Berbeda dengan ibuku yang biasa ku panggil mae, namanya
cukup singkat yaitu Khamidah. Bertolak belakang dengan bapakku, ibuku lebih
sering berbicara dan mendiskusikan permasalahan-permasalahn yang sering
terjadi.
Masaalah pendidikan ibuku adalah orang yang sangat
memeperhatikan pendidikan bagi anaknya, bahkan aku dan adikku disekolahkan di
madrasah yang lumayan jauh dari rumah dan mengantar jemput setiap hari demi
bisa bersekolah di madrasah ibtidaiyah, bukan sekolah dasar umum.
Ibuku yang sering membantu mengerjakan PR dan mengingatkan untuk
belajar. Dan selalu menanyakan setiap aku pulang sekolah “mau diwulang apa nang
sekolahan?” (tadi diberi pelajaran apa di sekolah?) dan dengan semangat aku
menceritakan pengalamanku di sekolah. Itu dilakukan pula kepada adikku saat ini
yang masih duduk di kelas 1 MI.
Orang tuaku sadar akan keterbatasan pengetahuan dan waktunya
untuk mengajarkan pendidikan kepada anak-anaknya, sehingga mereka memfasilitasi
pendidikan semaksimal mungkin dengan memasukkanku ke madrasah ibtidaiyah, kemudian
menitipkanku pada Kiai di desa untuk diajari agama.
Dan satu lagi yang sangat berjasa mendidikku dalam keluarga
adalah simbahku, meski usianya sudah
tidak muda, tetapi semangat untuk mengajarkan kebaikan pada cucunya tak pernah
luntur.
Berbeda metode dengan bapak dan ibuku, kedua simbahku
mengajarkanku tentang nilai-nilai kehidupan dengan lagu-lagu yang dinyanyikan. Simbahku
yang cowok pandai alat musik dan dia mantan vokalis keroncong lhoh,hehe
suaranya merdu dan bahkan sampai saat ini beliau masih bertugas sebagai qori’
menjelang adzan maghrib berkumandang di masjid.
Kalau simbahku yang
cewek suka mengajariku dengan cara hafalan-hafalan.
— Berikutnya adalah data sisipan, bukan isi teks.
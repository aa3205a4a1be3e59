//! Single in-flight flag for one collection.
//!
//! The guard has two states, idle and busy. A mutation may only start after
//! winning [`ConcurrencyGuard::try_acquire`]; losers are rejected rather than
//! queued. The returned [`GuardPermit`] releases the guard when dropped, so a
//! failing or panicking persistence call can never leave it stuck.

use std::sync::atomic::{AtomicBool, Ordering};

/// Idle/busy flag serializing mutations of one collection.
#[derive(Debug, Default)]
pub struct ConcurrencyGuard {
    busy: AtomicBool,
}

impl ConcurrencyGuard {
    pub fn new() -> Self {
        Self::default()
    }

    /// Moves idle -> busy. Returns `None` and changes nothing when already
    /// busy.
    pub fn try_acquire(&self) -> Option<GuardPermit<'_>> {
        self.busy
            .compare_exchange(false, true, Ordering::AcqRel, Ordering::Acquire)
            .ok()
            .map(|_| GuardPermit { guard: self })
    }

    pub fn is_busy(&self) -> bool {
        self.busy.load(Ordering::Acquire)
    }

    /// Unconditionally returns to idle.
    pub fn release(&self) {
        self.busy.store(false, Ordering::Release);
    }
}

/// Proof of a successful acquire; releases the guard on drop.
#[derive(Debug)]
#[must_use = "dropping the permit immediately releases the guard"]
pub struct GuardPermit<'a> {
    guard: &'a ConcurrencyGuard,
}

impl Drop for GuardPermit<'_> {
    fn drop(&mut self) {
        self.guard.release();
    }
}
//! Studio operations for the Manager.

use super::Manager;
use crate::{
    error::{Result, StudioError},
    models::{Collection, CollectionId, CollectionKind, Studio, StudioOverview},
    params::{CreateStudio, RenameStudio, Slug},
};

impl Manager {
    /// Creates a new studio.
    pub async fn create_studio(&self, params: &CreateStudio) -> Result<Studio> {
        let slug = params.slug.clone();
        let name = params.name.clone();

        self.with_database(move |db| db.create_studio(&slug, &name))
            .await
    }

    /// Lists all studios, oldest first.
    pub async fn list_studios(&self) -> Result<Vec<Studio>> {
        self.with_database(|db| db.list_studios()).await
    }

    /// Retrieves a studio by slug.
    pub async fn get_studio(&self, params: &Slug) -> Result<Option<Studio>> {
        let slug = params.slug.clone();

        self.with_database(move |db| db.get_studio(&slug)).await
    }

    /// Retrieves a studio together with all of its collections.
    pub async fn show_studio(&self, params: &Slug) -> Result<Option<StudioOverview>> {
        let slug = params.slug.clone();

        self.with_database(move |db| {
            let Some(studio) = db.get_studio(&slug)? else {
                return Ok(None);
            };

            let collections = CollectionKind::ALL
                .into_iter()
                .map(|kind| {
                    let id = CollectionId::new(slug.clone(), kind);
                    db.get_items(&id).map(|items| Collection { id, items })
                })
                .collect::<Result<Vec<_>>>()?;

            Ok(Some(StudioOverview {
                studio,
                collections,
            }))
        })
        .await
    }

    /// Changes a studio's display name.
    pub async fn rename_studio(&self, params: &RenameStudio) -> Result<Studio> {
        let slug = params.slug.clone();
        let name = params.name.clone();

        self.with_database(move |db| db.rename_studio(&slug, &name))
            .await
    }

    /// Deletes a studio and every item it owns.
    ///
    /// Returns the deleted studio for confirmation output.
    pub async fn delete_studio(&self, params: &Slug) -> Result<Studio> {
        let slug = params.slug.clone();

        self.with_database(move |db| {
            let studio = db
                .get_studio(&slug)?
                .ok_or_else(|| StudioError::StudioNotFound { slug: slug.clone() })?;
            db.delete_studio(&slug)?;
            Ok(studio)
        })
        .await
    }
}
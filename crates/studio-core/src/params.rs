//! Parameter structures for studio operations
//!
//! These structures are shared by every interface (the CLI today) and carry
//! no framework-specific derives. Interface layers define their own argument
//! types and convert into these with `From` impls, keeping clap out of the
//! core crate:
//!
//! ```text
//! ┌─────────────────┐    ┌─────────────────┐    ┌─────────────────┐
//! │   CLI Args      │    │  Core Params    │    │    Manager /    │
//! │  (clap derives) │───▶│ (serde only)    │───▶│   Controller    │
//! └─────────────────┘    └─────────────────┘    └─────────────────┘
//! ```

use serde::{Deserialize, Serialize};

use crate::{
    models::{CollectionId, ItemPayload},
    reorder::ReorderIntent,
};

/// Parameters for operations requiring just a studio slug.
#[derive(Debug, Clone, Default, Serialize, Deserialize)]
pub struct Slug {
    /// The slug of the studio to operate on
    pub slug: String,
}

/// Parameters for creating a new studio.
#[derive(Debug, Clone, Default, Serialize, Deserialize)]
pub struct CreateStudio {
    /// Unique slug: lowercase letters, digits and '-'
    pub slug: String,
    /// Display name
    pub name: String,
}

/// Parameters for renaming a studio.
#[derive(Debug, Clone, Default, Serialize, Deserialize)]
pub struct RenameStudio {
    pub slug: String,
    /// New display name
    pub name: String,
}

/// Parameters for appending an item to a collection.
#[derive(Debug, Clone, Serialize, Deserialize)]
pub struct AddItem {
    pub collection: CollectionId,
    pub payload: ItemPayload,
}

/// Parameters identifying one item of a collection.
#[derive(Debug, Clone, Serialize, Deserialize)]
pub struct ItemRef {
    pub collection: CollectionId,
    pub id: String,
}

/// Parameters for reordering a collection.
#[derive(Debug, Clone, Serialize, Deserialize)]
pub struct Reorder {
    pub collection: CollectionId,
    pub intent: ReorderIntent,
}
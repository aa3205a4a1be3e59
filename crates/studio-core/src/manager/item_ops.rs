//! Ordered item operations for the Manager.

use super::Manager;
use crate::{
    error::Result,
    models::{CollectionId, ItemPayload, OrderedItem, PositionUpdate},
};

impl Manager {
    /// Retrieves every item of a collection in position order.
    pub async fn get_items(&self, collection: &CollectionId) -> Result<Vec<OrderedItem>> {
        let collection = collection.clone();

        self.with_database(move |db| db.get_items(&collection))
            .await
    }

    /// Retrieves a single item.
    pub async fn get_item(
        &self,
        collection: &CollectionId,
        id: &str,
    ) -> Result<Option<OrderedItem>> {
        let collection = collection.clone();
        let id = id.to_string();

        self.with_database(move |db| db.get_item(&collection, &id))
            .await
    }

    /// Appends an item at the end of a collection.
    pub async fn add_item(
        &self,
        collection: &CollectionId,
        payload: ItemPayload,
    ) -> Result<OrderedItem> {
        let collection = collection.clone();

        self.with_database(move |db| db.add_item(&collection, &payload))
            .await
    }

    /// Replaces an item's payload.
    pub async fn update_item(
        &self,
        collection: &CollectionId,
        id: &str,
        payload: ItemPayload,
    ) -> Result<OrderedItem> {
        let collection = collection.clone();
        let id = id.to_string();

        self.with_database(move |db| db.update_item(&collection, &id, &payload))
            .await
    }

    /// Removes an item and re-compacts the positions after it.
    pub async fn remove_item(&self, collection: &CollectionId, id: &str) -> Result<()> {
        let collection = collection.clone();
        let id = id.to_string();

        self.with_database(move |db| db.remove_item(&collection, &id))
            .await
    }

    /// Atomically rewrites every position of a collection.
    pub async fn reorder_items(
        &self,
        collection: &CollectionId,
        positions: &[PositionUpdate],
    ) -> Result<()> {
        let collection = collection.clone();
        let positions = positions.to_vec();

        self.with_database(move |db| db.reorder_items(&collection, &positions))
            .await
    }
}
Mulai dari menghafalkan
surat-surat pendek, doa sehari-hari, lagu-lagu, perhitungan dan lain-lain. Bahkan
pernah mengajarkan aku ayat kursi ketika
aku masih berumur 4 tahun dan mampu menghafalnya. Ya, itu karena aku dulu
penakut, maka katanya simbah kalau sedang ketakutan disuruh membaca ayat kursi
agar setannya terbakar,hmmmm.
Aku mengamati bagaimana cara anggota keluargaku memberikan
pelajaran dengan cara yang berbeda-beda. Maka, aku sekarang mempunyai
tanggungan juga untuk menjadi contoh bagi adikku, mengingatkannya ketika
melakukan kesalahan, mengajarinya dengan hal-hal yang menyenangkan, dan
membimbingnya untuk kebaikan. Karena bagiku, adikku (Amyra Sunni Az-Zahra)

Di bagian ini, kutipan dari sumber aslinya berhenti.